Sonny died during his son’s golden period. This is the time people talk about when they speak of The Barber’s genius. The son’s response to his loss was to chase greatness in each cut so that his dead father could look on in pride. He’d stare at a head for several minutes before starting. Then he’d pace back and forth like a lion sizing up his prey. Soon he’d be moving his clippers over the contours of a head like God moving across the formless void to make a world. Around that time he brought in a guy to sharpen his clippers after every fifth cut. Those things hurt, but that was the price of a perfect haircut and I got a few of those before his decline. In the height of his artistry The Barber renamed his shop Sonny’s II.
Young apprentices swept the floor for free. Several, it was said, even saved some of the fallen hair to study. His fellow barbers, those who rented neighboring chairs from him and competed for his meager overflow, would watch and discuss The Barber’s technique when they weren’t cutting.
All those barbers eventually deserted him for other shops, or the most disillusioned left haircutting for good. The chairs next to him now sat empty.
While he shaped up my hairline that day, The Barber stopped to take a phone call and started back on a different side.
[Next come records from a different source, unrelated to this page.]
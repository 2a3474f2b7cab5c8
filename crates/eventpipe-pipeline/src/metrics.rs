//! Pipeline metrics
//!
//! Atomic counters for the hot path. All operations use relaxed ordering;
//! values are eventually consistent, not real-time.

use std::sync::atomic::{AtomicU64, Ordering};
use std::time::Instant;

/// Running totals for the pipeline.
///
/// Workers are the only writers and touch at most three counters per event,
/// never holding a lock. Readers (the metrics endpoint) never block the hot
/// path. The ratio of `total_latency_ms` to `processed` may be momentarily
/// skewed between two loads; the derived average is a monitoring
/// approximation.
#[derive(Debug)]
pub struct PipelineMetrics {
    /// Events pulled off the queue by a worker
    received: AtomicU64,
    /// Events that reached DONE (stored durably)
    processed: AtomicU64,
    /// Events that reached FAILED (validation, processing, or exhausted retries)
    failed: AtomicU64,
    /// Sum of end-to-end latencies of successful events, in milliseconds
    total_latency_ms: AtomicU64,
    /// Construction instant, for throughput calculations
    start_time: Instant,
}

impl PipelineMetrics {
    /// Create a new metrics instance with all counters at zero
    pub fn new() -> Self {
        Self {
            received: AtomicU64::new(0),
            processed: AtomicU64::new(0),
            failed: AtomicU64::new(0),
            total_latency_ms: AtomicU64::new(0),
            start_time: Instant::now(),
        }
    }

    /// Record an event dequeued by a worker
    #[inline]
    pub fn inc_received(&self) {
        self.received.fetch_add(1, Ordering::Relaxed);
    }

    /// Record an event stored durably
    #[inline]
    pub fn inc_processed(&self) {
        self.processed.fetch_add(1, Ordering::Relaxed);
    }

    /// Record a terminally failed event
    #[inline]
    pub fn inc_failed(&self) {
        self.failed.fetch_add(1, Ordering::Relaxed);
    }

    /// Add an end-to-end latency sample (successes only)
    #[inline]
    pub fn add_latency(&self, ms: u64) {
        self.total_latency_ms.fetch_add(ms, Ordering::Relaxed);
    }

    /// Get events received count
    #[inline]
    pub fn received(&self) -> u64 {
        self.received.load(Ordering::Relaxed)
    }

    /// Get events processed count
    #[inline]
    pub fn processed(&self) -> u64 {
        self.processed.load(Ordering::Relaxed)
    }

    /// Get events failed count
    #[inline]
    pub fn failed(&self) -> u64 {
        self.failed.load(Ordering::Relaxed)
    }

    /// Average end-to-end latency in milliseconds, 0 when nothing processed
    pub fn avg_latency_ms(&self) -> f64 {
        let processed = self.processed.load(Ordering::Relaxed);
        if processed == 0 {
            return 0.0;
        }
        let total = self.total_latency_ms.load(Ordering::Relaxed);
        total as f64 / processed as f64
    }

    /// Processed events per second since construction, 0 when no time elapsed
    pub fn events_per_second(&self) -> f64 {
        let secs = self.start_time.elapsed().as_secs_f64();
        if secs <= 0.0 {
            return 0.0;
        }
        self.processed() as f64 / secs
    }

    /// Instant this metrics instance was created
    pub fn start_time(&self) -> Instant {
        self.start_time
    }

    /// Get a point-in-time copy of all counters
    pub fn snapshot(&self) -> MetricsSnapshot {
        MetricsSnapshot {
            received: self.received.load(Ordering::Relaxed),
            processed: self.processed.load(Ordering::Relaxed),
            failed: self.failed.load(Ordering::Relaxed),
            avg_latency_ms: self.avg_latency_ms(),
            events_per_second: self.events_per_second(),
        }
    }
}

impl Default for PipelineMetrics {
    fn default() -> Self {
        Self::new()
    }
}

/// Point-in-time view of the pipeline counters
#[derive(Debug, Clone, Copy, PartialEq, Default)]
pub struct MetricsSnapshot {
    pub received: u64,
    pub processed: u64,
    pub failed: u64,
    pub avg_latency_ms: f64,
    pub events_per_second: f64,
}

#[cfg(test)]
mod tests {
    use super::*;
    use pretty_assertions::assert_eq;

    #[test]
    fn test_metrics_new() {
        let actual = PipelineMetrics::new();
        assert_eq!(actual.received(), 0);
        assert_eq!(actual.processed(), 0);
        assert_eq!(actual.failed(), 0);
        assert_eq!(actual.avg_latency_ms(), 0.0);
    }

    #[test]
    fn test_metrics_increments() {
        let fixture = PipelineMetrics::new();
        fixture.inc_received();
        fixture.inc_received();
        fixture.inc_processed();
        fixture.inc_failed();

        assert_eq!(fixture.received(), 2);
        assert_eq!(fixture.processed(), 1);
        assert_eq!(fixture.failed(), 1);
    }

    #[test]
    fn test_avg_latency_zero_when_nothing_processed() {
        let fixture = PipelineMetrics::new();
        fixture.add_latency(500);
        assert_eq!(fixture.avg_latency_ms(), 0.0);
    }

    #[test]
    fn test_avg_latency() {
        let fixture = PipelineMetrics::new();
        fixture.add_latency(10);
        fixture.add_latency(30);
        fixture.inc_processed();
        fixture.inc_processed();

        let actual = fixture.avg_latency_ms();
        let expected = 20.0;
        assert_eq!(actual, expected);
    }

    #[test]
    fn test_events_per_second_positive_after_processing() {
        let fixture = PipelineMetrics::new();
        fixture.inc_processed();
        std::thread::sleep(std::time::Duration::from_millis(1));
        assert!(fixture.events_per_second() > 0.0);
    }

    #[test]
    fn test_snapshot() {
        let fixture = PipelineMetrics::new();
        fixture.inc_received();
        fixture.inc_processed();
        fixture.add_latency(5);

        let actual = fixture.snapshot();
        assert_eq!(actual.received, 1);
        assert_eq!(actual.processed, 1);
        assert_eq!(actual.failed, 0);
        assert_eq!(actual.avg_latency_ms, 5.0);
    }

    #[test]
    fn test_concurrent_access() {
        use std::sync::Arc;
        use std::thread;

        let metrics = Arc::new(PipelineMetrics::new());
        let mut handles = vec![];

        for _ in 0..4 {
            let m = Arc::clone(&metrics);
            handles.push(thread::spawn(move || {
                for _ in 0..1000 {
                    m.inc_received();
                    m.inc_processed();
                    m.add_latency(1);
                }
            }));
        }

        for handle in handles {
            handle.join().unwrap();
        }

        assert_eq!(metrics.received(), 4000);
        assert_eq!(metrics.processed(), 4000);
        assert_eq!(metrics.avg_latency_ms(), 1.0);
    }
}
I wondered if he’d lost his place.
Maybe it was our silence or the clipper’s buzzing or the television’s droning, but I spoke: Man, people are saying you lost your touch.
As soon as I said it, I heard the click of the clippers switching off. The television still droned, but The Barber said nothing. I remained frozen.
After a moment he switched the clippers back on and started cutting, and then he stopped again, spun the chair next to me, and with a sigh collapsed into the seat.
My man, he said, I’m tired as shit. If you wasn’t a regular customer, I would have told you we was closed when you came in that door.
Sorry, man.
No need to apologize. I ain’t just talking about today. I’m talking in general. I’m tired, jackson, tired as shit. I know what people be saying about me. You ain’t the first dude that said it straight up. I am slipping. It happens to every barber. You start slipping, slipping, and then one day new kids come and take your place. I told myself it wouldn’t happen to me, but I was fooling myself.
But you’re so young. Your skills shouldn’t be fading yet.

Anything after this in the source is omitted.